Ho forse detto ‘un mondo’ poco fa? Errore mio, scusate. È un po’ più complesso di così: il mondo non è uno, il tempo non è lineare e non tutti sono nel posto giusto. Fringe è un prodotto da riscoprire anche per questo: inserisce mondi paralleli e linee temporali diverse fino a farti girare la testa e per il modo in cui lo fa rappresenta un unicum nel panorama seriale. Nonostante la sua struttura a scatole cinesi, la serie mantiene un’attenzione e una cura per i dettagli, senza mai contraddirsi o lasciare in sospeso delle storie. È un valore aggiunto da non dare per scontato: nel corso degli anni molte serie sono cadute in errori assurdi (ho visto personaggi che letteralmente venivano cancellati dalla faccia della terra senza alcuna spiegazione).

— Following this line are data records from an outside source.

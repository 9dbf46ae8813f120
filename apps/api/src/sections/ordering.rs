//! Reorder and show/hide logic for a document's section list.
//!
//! Every function here is copy-on-write: it takes the current list by
//! reference and returns a new one, leaving the input untouched.

use crate::models::document::Section;

/// Sections in display order. The sort is stable, so equal `order` values
/// keep their insertion order.
pub fn sorted_by_order(sections: &[Section]) -> Vec<&Section> {
    let mut sorted: Vec<&Section> = sections.iter().collect();
    sorted.sort_by_key(|s| s.order);
    sorted
}

/// Visible sections in display order, as the templates lay them out.
pub fn visible_in_order(sections: &[Section]) -> Vec<&Section> {
    sorted_by_order(sections)
        .into_iter()
        .filter(|s| s.visible)
        .collect()
}

/// Rewrites every `order` to its position (0-based, contiguous).
pub fn renumber(sections: Vec<Section>) -> Vec<Section> {
    sections
        .into_iter()
        .enumerate()
        .map(|(index, section)| Section {
            order: index as i64,
            ..section
        })
        .collect()
}

/// Moves the section at display position `from` to display position `to`.
///
/// Positions refer to the list as the editor shows it (sorted by `order`).
/// The result is in its new positional sequence with `order` renumbered to
/// match. Returns `None` when either index is out of range.
pub fn move_section(sections: &[Section], from: usize, to: usize) -> Option<Vec<Section>> {
    if from >= sections.len() || to >= sections.len() {
        return None;
    }
    let mut reordered: Vec<Section> = sorted_by_order(sections).into_iter().cloned().collect();
    let moved = reordered.remove(from);
    reordered.insert(to, moved);
    Some(renumber(reordered))
}

/// Flips `visible` on one section; order and every other section are untouched.
/// Returns `None` when no section has that id.
pub fn toggle_visibility(sections: &[Section], section_id: &str) -> Option<Vec<Section>> {
    if !sections.iter().any(|s| s.id == section_id) {
        return None;
    }
    Some(
        sections
            .iter()
            .map(|s| {
                if s.id == section_id {
                    Section {
                        visible: !s.visible,
                        ..s.clone()
                    }
                } else {
                    s.clone()
                }
            })
            .collect(),
    )
}

/// Appends a section after the current last one in display order.
pub fn append_section(sections: &[Section], section: Section) -> Vec<Section> {
    let next_order = sections.iter().map(|s| s.order).max().map_or(0, |max| max.saturating_add(1));
    let mut appended = sections.to_vec();
    appended.push(Section {
        order: next_order,
        ..section
    });
    appended
}

/// Drops one section. Remaining `order` values are left as they are.
pub fn remove_section(sections: &[Section], section_id: &str) -> Option<Vec<Section>> {
    let remaining: Vec<Section> = sections
        .iter()
        .filter(|s| s.id != section_id)
        .cloned()
        .collect();
    (remaining.len() != sections.len()).then_some(remaining)
}
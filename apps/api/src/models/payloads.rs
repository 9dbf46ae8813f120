//! Typed payload shapes for each section type.
//!
//! Every field defaults when missing or null, so partially filled editor data decodes
//! cleanly. An empty string means "not provided" throughout.

use serde::de::DeserializeOwned;
use serde::{Deserialize, Serialize};
use serde_json::Value;

use crate::models::document::SectionType;

#[derive(Debug, Clone, Default, PartialEq, Serialize, Deserialize)]
#[serde(rename_all = "camelCase", default)]
pub struct ContactInfo {
    pub full_name: String,
    pub email: String,
    pub phone: String,
    pub location: String,
    pub website: String,
    pub linkedin: String,
    pub github: String,
}

#[derive(Debug, Clone, Default, PartialEq, Serialize, Deserialize)]
#[serde(default)]
pub struct SummaryData {
    pub content: String,
}

#[derive(Debug, Clone, Default, PartialEq, Serialize, Deserialize)]
#[serde(rename_all = "camelCase", default)]
pub struct ExperienceItem {
    pub id: String,
    pub company: String,
    pub position: String,
    pub location: String,
    pub start_date: String,
    pub end_date: String,
    pub current: bool,
    pub description: String,
}

#[derive(Debug, Clone, Default, PartialEq, Serialize, Deserialize)]
#[serde(rename_all = "camelCase", default)]
pub struct EducationItem {
    pub id: String,
    pub institution: String,
    pub degree: String,
    pub field: String,
    pub location: String,
    pub start_date: String,
    pub end_date: String,
    #[serde(skip_serializing_if = "Option::is_none")]
    pub gpa: Option<String>,
    pub description: String,
}

#[derive(Debug, Clone, Default, PartialEq, Serialize, Deserialize)]
#[serde(rename_all = "camelCase", default)]
pub struct ProjectItem {
    pub id: String,
    pub name: String,
    pub description: String,
    pub technologies: Vec<String>,
    #[serde(skip_serializing_if = "Option::is_none")]
    pub url: Option<String>,
    #[serde(skip_serializing_if = "Option::is_none")]
    pub github: Option<String>,
    pub start_date: String,
    pub end_date: String,
}

#[derive(Debug, Clone, Default, PartialEq, Serialize, Deserialize)]
#[serde(rename_all = "camelCase", default)]
pub struct CertificationItem {
    pub id: String,
    pub name: String,
    pub issuer: String,
    pub date: String,
    #[serde(skip_serializing_if = "Option::is_none")]
    pub url: Option<String>,
}

#[derive(Debug, Clone, Default, PartialEq, Serialize, Deserialize)]
#[serde(rename_all = "camelCase", default)]
pub struct LanguageItem {
    pub id: String,
    pub language: String,
    pub proficiency: String,
}

/// `{ "items": [...] }`, the shape shared by every list-valued section.
#[derive(Debug, Clone, Default, PartialEq, Serialize, Deserialize)]
#[serde(default)]
pub struct ItemList<T> {
    pub items: Vec<T>,
}

pub type ExperienceData = ItemList<ExperienceItem>;
pub type EducationData = ItemList<EducationItem>;
pub type SkillsData = ItemList<String>;
pub type ProjectsData = ItemList<ProjectItem>;
pub type CertificationsData = ItemList<CertificationItem>;
pub type LanguagesData = ItemList<LanguageItem>;
pub type HobbiesData = ItemList<String>;

/// A section payload decoded into its typed shape.
#[derive(Debug, Clone, PartialEq)]
pub enum SectionPayload {
    Contact(ContactInfo),
    Summary(SummaryData),
    Experience(ExperienceData),
    Education(EducationData),
    Skills(SkillsData),
    Projects(ProjectsData),
    Certifications(CertificationsData),
    Languages(LanguagesData),
    Hobbies(HobbiesData),
    Unknown(Value),
}

impl SectionPayload {
    /// Decodes raw section data according to `section_type`.
    /// `null` decodes to the type's empty payload.
    pub fn decode(section_type: &SectionType, data: &Value) -> Result<Self, serde_json::Error> {
        Ok(match section_type {
            SectionType::Contact => SectionPayload::Contact(decode_or_default(data)?),
            SectionType::Summary => SectionPayload::Summary(decode_or_default(data)?),
            SectionType::Experience => SectionPayload::Experience(decode_or_default(data)?),
            SectionType::Education => SectionPayload::Education(decode_or_default(data)?),
            SectionType::Skills => SectionPayload::Skills(decode_or_default(data)?),
            SectionType::Projects => SectionPayload::Projects(decode_or_default(data)?),
            SectionType::Certifications => {
                SectionPayload::Certifications(decode_or_default(data)?)
            }
            SectionType::Languages => SectionPayload::Languages(decode_or_default(data)?),
            SectionType::Hobbies => SectionPayload::Hobbies(decode_or_default(data)?),
            SectionType::Other(_) => SectionPayload::Unknown(data.clone()),
        })
    }

    pub fn to_value(&self) -> Result<Value, serde_json::Error> {
        match self {
            SectionPayload::Contact(p) => serde_json::to_value(p),
            SectionPayload::Summary(p) => serde_json::to_value(p),
            SectionPayload::Experience(p) => serde_json::to_value(p),
            SectionPayload::Education(p) => serde_json::to_value(p),
            SectionPayload::Skills(p) => serde_json::to_value(p),
            SectionPayload::Projects(p) => serde_json::to_value(p),
            SectionPayload::Certifications(p) => serde_json::to_value(p),
            SectionPayload::Languages(p) => serde_json::to_value(p),
            SectionPayload::Hobbies(p) => serde_json::to_value(p),
            SectionPayload::Unknown(v) => Ok(v.clone()),
        }
    }
}

/// Decodes `data` into `T`, treating `null` as absent at every depth: a null
/// payload is the empty payload, a null field takes its default and a null
/// list entry is skipped.
pub fn decode_or_default<T: DeserializeOwned + Default>(data: &Value) -> Result<T, serde_json::Error> {
    if data.is_null() {
        return Ok(T::default());
    }
    T::deserialize(without_nulls(data))
}

fn without_nulls(value: &Value) -> Value {
    match value {
        Value::Object(fields) => Value::Object(
            fields
                .iter()
                .filter(|(_, v)| !v.is_null())
                .map(|(k, v)| (k.clone(), without_nulls(v)))
                .collect(),
        ),
        Value::Array(items) => Value::Array(
            items.iter().filter(|v| !v.is_null()).map(without_nulls).collect(),
        ),
        other => other.clone(),
    }
}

Fringe è un prodotto mediale complesso da seguire, per questo consiglio di fruirne in modalità binge watching (in maniera salutare, non voglio avervi sulla coscienza durante la sessione invernale).  Per fare qualche esempio, la sigla della serie cambia in base al mondo in cui siamo e alla linea temporale. Per non parlare poi dei simboli, che ricorrono nella serie come easter eggs difficilissimi da cogliere. 

Fortunatamente, Fringe può vantare dei fans affezionatissimi, che tutt’ora la rimpiangono. Il fandom legato alla serie fa sì che su internet possiate trovare spiegazioni di ogni tipo per capire ciò che avviene, e fidatevi che vi servirà!